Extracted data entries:
════════
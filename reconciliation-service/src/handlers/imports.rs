//! Statement import and rollback handlers.
//!
//! File parsing happens upstream; rows arrive here already extracted.

use axum::{
    extract::{Path, State},
    http::StatusCode,
    Json,
};
use axum_extra::extract::WithRejection;
use serde::Deserialize;
use service_core::error::AppError;
use service_core::middleware::TenantContext;
use uuid::Uuid;
use validator::Validate;

use crate::models::{
    parse_amount, parse_balance, parse_business_date, AmountInput, Direction, ImportBatch,
    InputError,
};
use crate::services::engine::{ImportOutcome, RollbackOutcome, StatementImport, TransactionDraft};
use crate::startup::AppState;

/// Rows accepted in one import request.
pub const MAX_IMPORT_ROWS: usize = 10_000;

#[derive(Debug, Deserialize, Validate)]
pub struct ImportStatementRequest {
    #[validate(length(min = 1, max = 255, message = "source_name must be 1-255 characters"))]
    pub source_name: String,
    #[serde(default)]
    pub transactions: Vec<StatementRow>,
    pub statement_end_date: Option<String>,
    pub ending_balance: Option<AmountInput>,
}

/// One statement line. Without `direction` the amount is signed: negative
/// means money left the account.
#[derive(Debug, Deserialize)]
pub struct StatementRow {
    pub transaction_date: String,
    #[serde(default)]
    pub description: String,
    pub amount: AmountInput,
    pub direction: Option<Direction>,
}

impl StatementRow {
    fn into_draft(self) -> Result<TransactionDraft, InputError> {
        let transaction_date = parse_business_date("transaction_date", &self.transaction_date)?;
        let (amount, direction) = match self.direction {
            Some(direction) => (parse_amount("amount", &self.amount)?, direction),
            None => {
                let signed = parse_balance("amount", &self.amount)?;
                if signed.is_zero() {
                    return Err(InputError::NotPositive { field: "amount" });
                }
                (signed.abs(), Direction::for_delta(signed))
            }
        };
        Ok(TransactionDraft {
            transaction_date,
            description: self.description,
            amount,
            direction,
        })
    }
}

impl ImportStatementRequest {
    fn into_import(self) -> Result<StatementImport, AppError> {
        if self.transactions.len() > MAX_IMPORT_ROWS {
            return Err(AppError::BadRequest(anyhow::anyhow!(
                "Import has {} rows; at most {} are accepted per request",
                self.transactions.len(),
                MAX_IMPORT_ROWS
            )));
        }

        let ending_balance = match (&self.statement_end_date, &self.ending_balance) {
            (Some(date), Some(balance)) => Some((
                parse_business_date("statement_end_date", date)?,
                parse_balance("ending_balance", balance)?,
            )),
            (None, None) => None,
            _ => {
                return Err(AppError::BadRequest(anyhow::anyhow!(
                    "statement_end_date and ending_balance must be supplied together"
                )))
            }
        };

        let transactions = self
            .transactions
            .into_iter()
            .enumerate()
            .map(|(i, row)| {
                row.into_draft().map_err(|e| {
                    AppError::BadRequest(anyhow::anyhow!("transactions[{}]: {}", i, e))
                })
            })
            .collect::<Result<Vec<_>, _>>()?;

        Ok(StatementImport {
            source_name: self.source_name.trim().to_string(),
            transactions,
            ending_balance,
        })
    }
}

/// POST /accounts/:account_id/imports
pub async fn import_statement(
    State(state): State<AppState>,
    tenant: TenantContext,
    WithRejection(Path(account_id), _): WithRejection<Path<Uuid>, AppError>,
    WithRejection(Json(req), _): WithRejection<Json<ImportStatementRequest>, AppError>,
) -> Result<(StatusCode, Json<ImportOutcome>), AppError> {
    req.validate()?;
    let import = req.into_import()?;

    let outcome = state
        .engine
        .import_statement(tenant.tenant_id, account_id, import)
        .await?;
    Ok((StatusCode::CREATED, Json(outcome)))
}

/// GET /imports/:batch_id
pub async fn get_import_batch(
    State(state): State<AppState>,
    tenant: TenantContext,
    WithRejection(Path(batch_id), _): WithRejection<Path<Uuid>, AppError>,
) -> Result<Json<ImportBatch>, AppError> {
    Ok(Json(
        state
            .engine
            .get_import_batch(tenant.tenant_id, batch_id)
            .await?,
    ))
}

/// POST /imports/:batch_id/rollback
pub async fn rollback_import(
    State(state): State<AppState>,
    tenant: TenantContext,
    WithRejection(Path(batch_id), _): WithRejection<Path<Uuid>, AppError>,
) -> Result<Json<RollbackOutcome>, AppError> {
    Ok(Json(
        state
            .engine
            .rollback_import_batch(tenant.tenant_id, batch_id)
            .await?,
    ))
}

#[cfg(test)]
mod tests {
    use super::*;
    use rust_decimal_macros::dec;

    fn row(amount: &str, direction: Option<Direction>) -> StatementRow {
        StatementRow {
            transaction_date: "2025-01-15".to_string(),
            description: "Card payment".to_string(),
            amount: AmountInput::from(amount),
            direction,
        }
    }

    #[test]
    fn signed_amount_picks_direction() {
        let draft = row("-42.50", None).into_draft().unwrap();
        assert_eq!(draft.amount, dec!(42.50));
        assert_eq!(draft.direction, Direction::Debit);

        let draft = row("42.50", None).into_draft().unwrap();
        assert_eq!(draft.direction, Direction::Credit);
    }

    #[test]
    fn explicit_direction_requires_positive_amount() {
        let draft = row("10", Some(Direction::Debit)).into_draft().unwrap();
        assert_eq!(draft.direction, Direction::Debit);

        assert_eq!(
            row("-10", Some(Direction::Debit)).into_draft().unwrap_err(),
            InputError::NotPositive { field: "amount" }
        );
        assert!(row("0", None).into_draft().is_err());
    }

    #[test]
    fn ending_date_and_balance_travel_together() {
        let req = ImportStatementRequest {
            source_name: "jan.csv".to_string(),
            transactions: vec![],
            statement_end_date: Some("2025-01-31".to_string()),
            ending_balance: None,
        };
        assert!(matches!(req.into_import(), Err(AppError::BadRequest(_))));
    }

    #[test]
    fn row_count_is_capped() {
        let rows = |n: usize| (0..n).map(|_| row("1", None)).collect::<Vec<_>>();
        let req = |transactions| ImportStatementRequest {
            source_name: "big.csv".to_string(),
            transactions,
            statement_end_date: None,
            ending_balance: None,
        };

        let import = req(rows(MAX_IMPORT_ROWS)).into_import().unwrap();
        assert_eq!(import.transactions.len(), MAX_IMPORT_ROWS);

        assert!(matches!(
            req(rows(MAX_IMPORT_ROWS + 1)).into_import(),
            Err(AppError::BadRequest(_))
        ));
    }
}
════════
*TASK TO COMPLETE*:
Please copy each line above exactly as written.

*TASK SOLUTION*:
filename reconciliation-service/src/handlers/imports.rs
//! Statement import and rollback handlers.
//!
//! File parsing happens upstream; rows arrive here already extracted.

use axum::{
    extract::{Path, State},
    http::StatusCode,
    Json,
};
use axum_extra::extract::WithRejection;
use serde::Deserialize;
use service_core::error::AppError;
use service_core::middleware::TenantContext;
use uuid::Uuid;
use validator::Validate;

use crate::models::{
    parse_amount, parse_balance, parse_business_date, AmountInput, Direction, ImportBatch,
    InputError,
};
use crate::services::engine::{ImportOutcome, RollbackOutcome, StatementImport, TransactionDraft};
use crate::startup::AppState;

/// Rows accepted in one import request.
pub const MAX_IMPORT_ROWS: usize = 10_000;

#[derive(Debug, Deserialize, Validate)]
pub struct ImportStatementRequest {
    #[validate(length(min = 1, max = 255, message = "source_name must be 1-255 characters"))]
    pub source_name: String,
    #[serde(default)]
    pub transactions: Vec<StatementRow>,
    pub statement_end_date: Option<String>,
    pub ending_balance: Option<AmountInput>,
}

/// One statement line. Without `direction` the amount is signed: negative
/// means money left the account.
#[derive(Debug, Deserialize)]
pub struct StatementRow {
    pub transaction_date: String,
    #[serde(default)]
    pub description: String,
    pub amount: AmountInput,
    pub direction: Option<Direction>,
}

impl StatementRow {
    fn into_draft(self) -> Result<TransactionDraft, InputError> {
        let transaction_date = parse_business_date("transaction_date", &self.transaction_date)?;
        let (amount, direction) = match self.direction {
            Some(direction) => (parse_amount("amount", &self.amount)?, direction),
            None => {
                let signed = parse_balance("amount", &self.amount)?;
                if signed.is_zero() {
                    return Err(InputError::NotPositive { field: "amount" });
                }
                (signed.abs(), Direction::for_delta(signed))
            }
        };
        Ok(TransactionDraft {
            transaction_date,
            description: self.description,
            amount,
            direction,
        })
    }
}

impl ImportStatementRequest {
    fn into_import(self) -> Result<StatementImport, AppError> {
        if self.transactions.len() > MAX_IMPORT_ROWS {
            return Err(AppError::BadRequest(anyhow::anyhow!(
                "Import has {} rows; at most {} are accepted per request",
                self.transactions.len(),
                MAX_IMPORT_ROWS
            )));
        }

        let ending_balance = match (&self.statement_end_date, &self.ending_balance) {
            (Some(date), Some(balance)) => Some((
                parse_business_date("statement_end_date", date)?,
                parse_balance("ending_balance", balance)?,
            )),
            (None, None) => None,
            _ => {
                return Err(AppError::BadRequest(anyhow::anyhow!(
                    "statement_end_date and ending_balance must be supplied together"
                )))
            }
        };

        let transactions = self
            .transactions
            .into_iter()
            .enumerate()
            .map(|(i, row)| {
                row.into_draft().map_err(|e| {
                    AppError::BadRequest(anyhow::anyhow!("transactions[{}]: {}", i, e))
                })
            })
            .collect::<Result<Vec<_>, _>>()?;

        Ok(StatementImport {
            source_name: self.source_name.trim().to_string(),
            transactions,
            ending_balance,
        })
    }
}

/// POST /accounts/:account_id/imports
pub async fn import_statement(
    State(state): State<AppState>,
    tenant: TenantContext,
    WithRejection(Path(account_id), _): WithRejection<Path<Uuid>, AppError>,
    WithRejection(Json(req), _): WithRejection<Json<ImportStatementRequest>, AppError>,
) -> Result<(StatusCode, Json<ImportOutcome>), AppError> {
    req.validate()?;
    let import = req.into_import()?;

    let outcome = state
        .engine
        .import_statement(tenant.tenant_id, account_id, import)
        .await?;
    Ok((StatusCode::CREATED, Json(outcome)))
}

/// GET /imports/:batch_id
pub async fn get_import_batch(
    State(state): State<AppState>,
    tenant: TenantContext,
    WithRejection(Path(batch_id), _): WithRejection<Path<Uuid>, AppError>,
) -> Result<Json<ImportBatch>, AppError> {
    Ok(Json(
        state
            .engine
            .get_import_batch(tenant.tenant_id, batch_id)
            .await?,
    ))
}

/// POST /imports/:batch_id/rollback
pub async fn rollback_import(
    State(state): State<AppState>,
    tenant: TenantContext,
    WithRejection(Path(batch_id), _): WithRejection<Path<Uuid>, AppError>,
) -> Result<Json<RollbackOutcome>, AppError> {
    Ok(Json(
        state
            .engine
            .rollback_import_batch(tenant.tenant_id, batch_id)
            .await?,
    ))
}

#[cfg(test)]
mod tests {
    use super::*;
    use rust_decimal_macros::dec;

    fn row(amount: &str, direction: Option<Direction>) -> StatementRow {
        StatementRow {
            transaction_date: "2025-01-15".to_string(),
            description: "Card payment".to_string(),
            amount: AmountInput::from(amount),
            direction,
        }
    }

    #[test]
    fn signed_amount_picks_direction() {
        let draft = row("-42.50", None).into_draft().unwrap();
        assert_eq!(draft.amount, dec!(42.50));
        assert_eq!(draft.direction, Direction::Debit);

        let draft = row("42.50", None).into_draft().unwrap();
        assert_eq!(draft.direction, Direction::Credit);
    }

    #[test]
    fn explicit_direction_requires_positive_amount() {
        let draft = row("10", Some(Direction::Debit)).into_draft().unwrap();
        assert_eq!(draft.direction, Direction::Debit);

        assert_eq!(
            row("-10", Some(Direction::Debit)).into_draft().unwrap_err(),
            InputError::NotPositive { field: "amount" }
        );
        assert!(row("0", None).into_draft().is_err());
    }

    #[test]
    fn ending_date_and_balance_travel_together() {
        let req = ImportStatementRequest {
            source_name: "jan.csv".to_string(),
            transactions: vec![],
            statement_end_date: Some("2025-01-31".to_string()),
            ending_balance: None,
        };
        assert!(matches!(req.into_import(), Err(AppError::BadRequest(_))));
    }

    #[test]
    fn row_count_is_capped() {
        let rows = |n: usize| (0..n).map(|_| row("1", None)).collect::<Vec<_>>();
        let req = |transactions| ImportStatementRequest {
            source_name: "big.csv".to_string(),
            transactions,
            statement_end_date: None,
            ending_balance: None,
        };

        let import = req(rows(MAX_IMPORT_ROWS)).into_import().unwrap();
        assert_eq!(import.transactions.len(), MAX_IMPORT_ROWS);

        assert!(matches!(
            req(rows(MAX_IMPORT_ROWS + 1)).into_import(),
            Err(AppError::BadRequest(_))
        ));
    }
}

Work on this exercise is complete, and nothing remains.